- _About this exercise_:
Leaving out every line that comes before the one containing "pub fn position(&self)", output the rest of the records exactly, the final line included.

- _Given records_:
//! Parse-boundary error types.
//!
//! Malformed rows and entities produce typed errors at the parse boundary
//! instead of being silently dropped, so the loader can classify them as
//! validation failures without string matching.

use thiserror::Error;

/// Errors produced while parsing a remote payload into question records.
#[derive(Debug, Clone, Error)]
pub enum ParseError {
    /// A delimited-text row has too few fields or an empty required field.
    #[error("malformed row at line {line}: {reason}")]
    MalformedRow { line: usize, reason: String },

    /// A pre-structured entity failed schema validation.
    #[error("malformed entity at index {index}: {reason}")]
    MalformedEntity { index: usize, reason: String },
}

impl ParseError {
    /// 1-based position of the offending row or entity.
    pub fn position(&self) -> usize {
        match self {
            ParseError::MalformedRow { line, .. } => *line,
            ParseError::MalformedEntity { index, .. } => index + 1,
        }
    }
}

- _Answer section_:
    pub fn position(&self) -> usize {
        match self {
            ParseError::MalformedRow { line, .. } => *line,
            ParseError::MalformedEntity { index, .. } => index + 1,
        }
    }
}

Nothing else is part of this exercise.